Once almost unthinkable, cutting off healthy breasts to prevent cancer is increasingly common among women with certain gene mutations and, as Angelina Jolie found, often restores a sense of control.

"I feel empowered that I made a strong choice that in no ways diminishes my femininity," the movie star wrote Tuesday in a New York Times op-ed.

Jolie, who watched her mother die of ovarian cancer at age 56, inherited a mutation in a gene, BRCA1, that puts her at high risk of breast and ovarian cancer.

Jolie made no mention of removing her ovaries - a preemptive move that experts recommend for BRCA1 and BRCA2 mutation carriers who have finished having children.

But she candidly explained that she opted for a preventive double mastectomy to reassure her six children that she would "do anything to be with them as long as I can." She described her partner, Brad Pitt, as "loving and supportive."

Doctors said the disclosure sets a great example. BRCA1/2 mutations are found in up to 10 percent of breast cancers and up to 15 percent of ovarian cancers.

"I thought how helpful this is going to be to women across the country - and the world - who are facing these decisions," said Generosa Grana, an oncologist and genetic risk specialist at Cooper University Hospital in Camden. "Not that they'll take her path, but they'll look at their family history, consider genetic testing, and then be proactive."

Unfortunately, experts say, the best way to be proactive remains dreadful: Remove healthy organs.

"I worry that people will think this problem is solved - that if you just get rid or your breasts and ovaries, you'll be fine," said oncologist Susan Domchek, director of the Basser Research Center for BRCA at the University of Pennsylvania. "This is not an easy thing to go through."

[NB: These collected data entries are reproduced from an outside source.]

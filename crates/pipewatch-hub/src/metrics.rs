//! Metric names recorded through the `metrics` facade.
//!
//! Nothing is exported unless the binary installs a recorder.

/// Connections registered since start (counter).
pub const CONNECTIONS_TOTAL: &str = "hub_connections_total";
/// Connections removed since start (counter).
pub const DISCONNECTIONS_TOTAL: &str = "hub_disconnections_total";
/// Currently registered connections (gauge).
pub const CONNECTIONS_ACTIVE: &str = "hub_connections_active";
/// Messages accepted by the queue, labelled by `type` (counter).
pub const MESSAGES_ENQUEUED_TOTAL: &str = "hub_messages_enqueued_total";
/// Messages that completed a dispatch pass, labelled by `type` (counter).
pub const MESSAGES_DISPATCHED_TOTAL: &str = "hub_messages_dispatched_total";
/// Per-connection send failures (counter).
pub const SEND_FAILURES_TOTAL: &str = "hub_send_failures_total";
/// Messages waiting in the queue (gauge).
pub const QUEUE_DEPTH: &str = "hub_queue_depth";
/// Snapshot provider failures and timeouts (counter).
pub const PROVIDER_FAILURES_TOTAL: &str = "hub_provider_failures_total";
/// Inbound client frames ignored as unsupported (counter).
pub const INBOUND_IGNORED_TOTAL: &str = "hub_inbound_ignored_total";
/// Ingestion calls discarded because the hub was stopped (counter).
pub const INGEST_DISCARDED_TOTAL: &str = "hub_ingest_discarded_total";

#[cfg(test)]
mod tests {
    use super::*;

    const ALL: &[&str] = &[
        CONNECTIONS_TOTAL,
        DISCONNECTIONS_TOTAL,
        CONNECTIONS_ACTIVE,
        MESSAGES_ENQUEUED_TOTAL,
        MESSAGES_DISPATCHED_TOTAL,
        SEND_FAILURES_TOTAL,
        QUEUE_DEPTH,
        PROVIDER_FAILURES_TOTAL,
        INBOUND_IGNORED_TOTAL,
        INGEST_DISCARDED_TOTAL,
    ];

    #[test]
    fn metric_names_are_snake_case() {
        for name in ALL {
            assert!(
                name.chars().all(|c| c.is_ascii_lowercase() || c == '_'),
                "{name} is not snake_case"
            );
            assert!(name.starts_with("hub_"), "{name} lacks the hub_ prefix");
        }
    }

    #[test]
    fn metric_names_are_unique() {
        let mut names = ALL.to_vec();
        names.sort_unstable();
        names.dedup();
        assert_eq!(names.len(), ALL.len());
    }

    #[test]
    fn counters_render_through_prometheus() {
        use metrics_exporter_prometheus::PrometheusBuilder;

        let recorder = PrometheusBuilder::new().build_recorder();
        let handle = recorder.handle();
        metrics::with_local_recorder(&recorder, || {
            metrics::counter!(SEND_FAILURES_TOTAL).increment(3);
            metrics::gauge!(QUEUE_DEPTH).set(7.0);
        });
        let rendered = handle.render();
        assert!(rendered.contains("hub_send_failures_total 3"));
        assert!(rendered.contains("hub_queue_depth 7"), "{rendered}");
    }
}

No options are easy for people with mutations that knock out the normal cancer-suppressing function of BRCA1 or BRCA2. In the nearly two decades since the faulty genes were discovered, they have been linked to increased risks of cervical, pancreatic, colon, prostate, melanoma, and other cancers.

Certain hormonal drugs can modestly reduce the chance of breast and ovarian cancer, and increased surveillance with mammograms and other tests may - or may not - catch a malignancy early.

Weighing the uncertainties, Robyn Lawrysh-Plunkett, 56, of Deptford, Gloucester County, had her ovaries out at age 45, shortly after her BRCA1 mutation was found, even though it put her into menopause prematurely.

She had her breasts removed last year.

"It wasn't if I was going to get breast cancer; it was when," Lawrysh-Plunkett said. "It was very stressful."

In the United States, 20 percent of BRCA1/2 mutation carriers opt for preventive double mastectomy, a recent study found. In Pennsylvania, the number of women having preventive mastectomy rose from 94 in 2002 to 455 in 2011, according to the Pennsylvania Health Care Cost Containment Council. The recent figure included more than 200 women in Southeastern Pennsylvania.

Jolie said her mastectomies were expected to reduce her chance of getting breast cancer from 87 percent to less than 5 percent.

But she went through three months of medical procedures, ending April 27, that included breast implants and preservation of her nipples. Saving the nipples, a fairly recent advance, remains controversial.

"For a BRCA carrier, I don't recommend it" because the nipples contain cells susceptible to cancer, said Lisa K. Jablon, a breast surgeon at Einstein Medical Center in Philadelphia.

Although scientists do not yet have a good way to target BRCA1/2 mutations with drugs, they are getting closer. Domchek's research shows that olaparib, an experimental drug that blocks an enzyme used to repair DNA, can make BRCA-driven cancer cells self-destruct. Basically, the cell becomes like a three-legged stool that has lost two legs.

"It's not the magic solution," Domchek said. "But it's a compelling example of how, if you know the biology of the cancer, you can use it."